Dokumen strategis ini, yang ditetapkan melalui Peraturan Daerah, berisi visi, misi, program, dan kegiatan pembangunan yang kemudian dijabarkan dalam Rencana Kerja Pemerintah Daerah (RKPD) tahunan.
Pembiayaannya bersumber dari APBD, dan akuntabilitasnya diuji melalui LKPJ serta LPPD tahunan, hingga LKPJ akhir masa jabatan.
Namun, kata dia, optimisme awal harus berhadapan dengan realitas tantangan yang kompleks.
"Pekerjaan rumah bupati ke depan sebetulnya sangat komplek," ungkap Dudi.
Data menunjukkan Garut masih berjibaku dengan berbagai persoalan mendasar: Indeks Pembangunan Manusia (IPM) yang Terseok: Dengan skor 69,91 poin, Garut menempati peringkat kedua terendah di Jawa Barat.
Rendahnya angka harapan hidup, pengetahuan (indeks pendidikan dan kesehatan), serta standar hidup layak (indeks daya beli) menjadi alarm keras.

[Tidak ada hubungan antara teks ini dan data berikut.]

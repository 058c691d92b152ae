//! Builds parameterized INSERT, SELECT, UPDATE, DELETE from a model schema.

use crate::model::Schema;
use serde_json::{Map, Value};

/// Quote identifier for PostgreSQL (safe: only from declared schemas).
fn quoted(s: &str) -> String {
    format!("\"{}\"", s.replace('"', "\"\""))
}

#[derive(Debug)]
pub struct QueryBuf {
    pub sql: String,
    pub params: Vec<Value>,
}

impl QueryBuf {
    fn new() -> Self {
        QueryBuf {
            sql: String::new(),
            params: Vec::new(),
        }
    }

    fn push_param(&mut self, v: Value) -> u32 {
        let n = self.params.len() as u32 + 1;
        self.params.push(v);
        n
    }
}

/// Alias of the typed record decoded from the JSONB parameter.
const INPUT_ALIAS: &str = "r";

/// Column holding the whole row, as JSONB, in `select_by_id` results.
pub const RECORD_COLUMN: &str = "record";

/// `jsonb_populate_record(NULL::"table", $n) AS r`: the parameter object converted to the
/// table's row type, each member by its column's input function.
fn typed_record(schema: &Schema, param: u32) -> String {
    format!(
        "jsonb_populate_record(NULL::{}, ${}) AS {}",
        quoted(schema.table),
        param,
        INPUT_ALIAS
    )
}

fn key_record(schema: &Schema, id: &Value) -> Value {
    let mut record = Map::new();
    record.insert(schema.primary_key.to_string(), id.clone());
    Value::Object(record)
}

fn key_match(schema: &Schema) -> String {
    let pk = quoted(schema.primary_key);
    format!("{}.{} = {}.{}", quoted(schema.table), pk, INPUT_ALIAS, pk)
}

/// SELECT by primary key. Every declared column, key first, folded into one JSONB
/// `record` column so every column type comes back without loss.
pub fn select_by_id(schema: &Schema, id: &Value) -> QueryBuf {
    let mut q = QueryBuf::new();
    let n = q.push_param(key_record(schema, id));
    let table = quoted(schema.table);
    let columns = schema
        .all_columns()
        .map(|c| format!("{}.{}", table, quoted(c)))
        .collect::<Vec<_>>()
        .join(", ");
    q.sql = format!(
        "SELECT to_jsonb(found) AS {} FROM (SELECT {} FROM {}, {} WHERE {}) AS found",
        quoted(RECORD_COLUMN),
        columns,
        table,
        typed_record(schema, n),
        key_match(schema)
    );
    q
}

/// INSERT over exactly the given attributes, returning the generated key as JSONB.
pub fn insert<'a, I>(schema: &Schema, attributes: I) -> QueryBuf
where
    I: IntoIterator<Item = (&'a str, &'a Value)>,
{
    let mut q = QueryBuf::new();
    let mut record = Map::new();
    let mut cols = Vec::new();
    let mut values = Vec::new();
    for (name, val) in attributes {
        record.insert(name.to_string(), val.clone());
        cols.push(quoted(name));
        values.push(format!("{}.{}", INPUT_ALIAS, quoted(name)));
    }
    let n = q.push_param(Value::Object(record));
    let pk = quoted(schema.primary_key);
    q.sql = format!(
        "INSERT INTO {} ({}) SELECT {} FROM {} RETURNING to_jsonb({}) AS {}",
        quoted(schema.table),
        cols.join(", "),
        values.join(", "),
        typed_record(schema, n),
        pk,
        pk
    );
    q
}

/// UPDATE by id: SET exactly the given attributes. The key travels in the same record.
pub fn update<'a, I>(schema: &Schema, id: &Value, attributes: I) -> QueryBuf
where
    I: IntoIterator<Item = (&'a str, &'a Value)>,
{
    let mut q = QueryBuf::new();
    let mut record = Map::new();
    let mut sets = Vec::new();
    for (name, val) in attributes {
        record.insert(name.to_string(), val.clone());
        sets.push(format!("{} = {}.{}", quoted(name), INPUT_ALIAS, quoted(name)));
    }
    record.insert(schema.primary_key.to_string(), id.clone());
    let n = q.push_param(Value::Object(record));
    q.sql = format!(
        "UPDATE {} SET {} FROM {} WHERE {}",
        quoted(schema.table),
        sets.join(", "),
        typed_record(schema, n),
        key_match(schema)
    );
    q
}

/// DELETE by id.
pub fn delete(schema: &Schema, id: &Value) -> QueryBuf {
    let mut q = QueryBuf::new();
    let n = q.push_param(key_record(schema, id));
    q.sql = format!(
        "DELETE FROM {} USING {} WHERE {}",
        quoted(schema.table),
        typed_record(schema, n),
        key_match(schema)
    );
    q
}
//! Image normalization engine: conditional resize and HEIC/HEIF→JPEG
//! conversion, honoring EXIF orientation throughout.

use std::fs;
use std::io::{BufWriter, Write};
use std::path::{Path, PathBuf};

use anyhow::{Context, Result};
use image::codecs::jpeg::JpegEncoder;
use image::imageops::FilterType;
use image::ImageFormat;

use mediapick_core::{AcquisitionOptions, TempStore};

use crate::mime;
use crate::orientation::{self, Orientation};

pub struct ImageNormalizer;

impl ImageNormalizer {
    /// Pixel dimensions as displayed, i.e. with the EXIF-rotation axis swap
    /// applied. Header-only decode. Returns (0, 0) when the file cannot be
    /// read as an image.
    pub fn dimensions(path: &Path) -> (u32, u32) {
        let raw = match Self::raw_dimensions(path) {
            Ok(dims) => dims,
            Err(err) => {
                tracing::debug!(path = %path.display(), error = %err, "could not read image bounds");
                return (0, 0);
            }
        };
        if Orientation::read(path).swaps_dimensions() {
            (raw.1, raw.0)
        } else {
            raw
        }
    }

    fn raw_dimensions(path: &Path) -> Result<(u32, u32)> {
        let reader = image::ImageReader::open(path)?.with_guessed_format()?;
        Ok(reader.into_dimensions()?)
    }

    /// Resizing is skipped only when quality is 100 and either no constraint
    /// is set or the source already fits both constraints.
    pub fn should_resize(width: u32, height: u32, options: &AcquisitionOptions) -> bool {
        if (options.max_width == 0 || options.max_height == 0) && options.quality == 100 {
            return false;
        }
        if options.max_width >= width && options.max_height >= height && options.quality == 100 {
            return false;
        }
        true
    }

    pub fn should_convert_to_jpeg(mime_type: &str, options: &AcquisitionOptions) -> bool {
        options.convert_to_jpeg && mime::is_heif(mime_type)
    }

    /// Constrain to maxWidth first, then re-check maxHeight, preserving
    /// aspect ratio with integer truncation. Zero maxima leave the
    /// dimensions untouched.
    pub fn constrain_dimensions(
        orig_width: u32,
        orig_height: u32,
        options: &AcquisitionOptions,
    ) -> (u32, u32) {
        let mut width = orig_width;
        let mut height = orig_height;

        if options.max_width == 0 || options.max_height == 0 {
            return (width, height);
        }

        if options.max_width < width {
            height = ((options.max_width as f32 / width as f32) * height as f32) as u32;
            width = options.max_width;
        }

        if options.max_height < height {
            width = ((options.max_height as f32 / height as f32) * width as f32) as u32;
            height = options.max_height;
        }

        (width, height)
    }

    /// Resize and/or convert an image, returning the path to the result.
    ///
    /// Returns the input path unchanged when neither resize nor conversion is
    /// needed (no re-encode, to avoid lossy recompression and metadata loss)
    /// and on any processing failure (best-effort, logged). On success the
    /// input file is deleted and replaced by a new temp file carrying the
    /// original orientation tag.
    pub fn normalize(
        path: &Path,
        mime_type: &str,
        options: &AcquisitionOptions,
        temp: &TempStore,
    ) -> PathBuf {
        match Self::transform(path, mime_type, options, temp) {
            Ok(Some(out)) => out,
            Ok(None) => path.to_path_buf(),
            Err(err) => {
                tracing::warn!(
                    path = %path.display(),
                    error = %err,
                    "image normalization failed, keeping original"
                );
                path.to_path_buf()
            }
        }
    }

    fn transform(
        path: &Path,
        mime_type: &str,
        options: &AcquisitionOptions,
        temp: &TempStore,
    ) -> Result<Option<PathBuf>> {
        let orientation = Orientation::read(path);
        let raw = Self::raw_dimensions(path).context("decode image bounds")?;
        let (width, height) = if orientation.swaps_dimensions() {
            (raw.1, raw.0)
        } else {
            raw
        };

        let target_quality;
        let converting = Self::should_convert_to_jpeg(mime_type, options);
        if !Self::should_resize(width, height, options) {
            if !converting {
                return Ok(None);
            }
            target_quality = options.conversion_quality;
        } else {
            target_quality = options.quality;
        }

        // Decoding the full bitmap drops all EXIF metadata, so the original
        // orientation tag is written back onto the output below.
        let img = image::ImageReader::open(path)?
            .with_guessed_format()?
            .decode()
            .context("decode image")?;

        let (new_width, new_height) = Self::constrain_dimensions(width, height, options);
        let scaled = if orientation.swaps_dimensions() {
            img.resize_exact(new_height, new_width, FilterType::Triangle)
        } else {
            img.resize_exact(new_width, new_height, FilterType::Triangle)
        };

        // PNG stays PNG; everything else (JPEG, HEIC/HEIF, exotic formats)
        // is written as JPEG at the target quality.
        let format = if mime_type == "image/png" && !converting {
            ImageFormat::Png
        } else {
            ImageFormat::Jpeg
        };
        let extension = if format == ImageFormat::Png { "png" } else { "jpg" };

        let out_path = temp.create(extension).context("create output temp file")?;
        tracing::debug!(
            source = %path.display(),
            output = %out_path.display(),
            width = new_width,
            height = new_height,
            quality = target_quality,
            converting,
            "re-encoding image"
        );

        let file = fs::File::create(&out_path).context("open output temp file")?;
        let mut writer = BufWriter::new(file);
        match format {
            ImageFormat::Png => scaled.write_to(&mut writer, ImageFormat::Png)?,
            _ => {
                let quality = target_quality.clamp(1, 100) as u8;
                let mut encoder = JpegEncoder::new_with_quality(&mut writer, quality);
                encoder.encode_image(&scaled.to_rgb8())?;
            }
        }
        writer.flush()?;

        orientation::rewrite(&out_path, orientation)?;
        TempStore::delete(path);
        Ok(Some(out_path))
    }
}
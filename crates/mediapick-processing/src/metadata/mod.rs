//! Best-effort media metadata extraction.
//!
//! Extraction failure never propagates: a media item with unreadable
//! metadata still resolves, just with absent fields.

mod image;
mod video;

pub use self::image::ImageMetadata;
pub use self::video::VideoMetadata;

use chrono::{DateTime, NaiveDateTime, Utc};

/// Convert a source timestamp to UTC ISO-8601 with milliseconds and zone
/// offset. `format` uses chrono strftime syntax; the source zone is assumed
/// to be UTC. Returns `None` on any parse failure.
pub fn to_utc_iso8601(value: &str, format: &str) -> Option<String> {
    let naive = NaiveDateTime::parse_from_str(value.trim(), format).ok()?;
    let utc: DateTime<Utc> = DateTime::from_naive_utc_and_offset(naive, Utc);
    Some(utc.format("%Y-%m-%dT%H:%M:%S%.3f%z").to_string())
}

Angka kemiskinan sebesar 9,68% (data BPS) masih bertengger di atas rata-rata Provinsi Jawa Barat (7,46%), menandakan masih banyak warga yang terhimpit kesulitan ekonomi.
[cut]
Pada tahun 2024, tingkat pengangguran mencapai 6,96%, menambah daftar panjang warga yang belum produktif secara ekonomi.
Pendapatan Asli Daerah (PAD) yang Minimalis: Kontribusi PAD yang hanya 10,83% menunjukkan ketergantungan fiskal daerah yang tinggi dan potensi lokal yang belum tergarap optimal.
Pemerataan kue pembangunan yang belum merata masih menjadi isu krusial yang perlu segera diatasi.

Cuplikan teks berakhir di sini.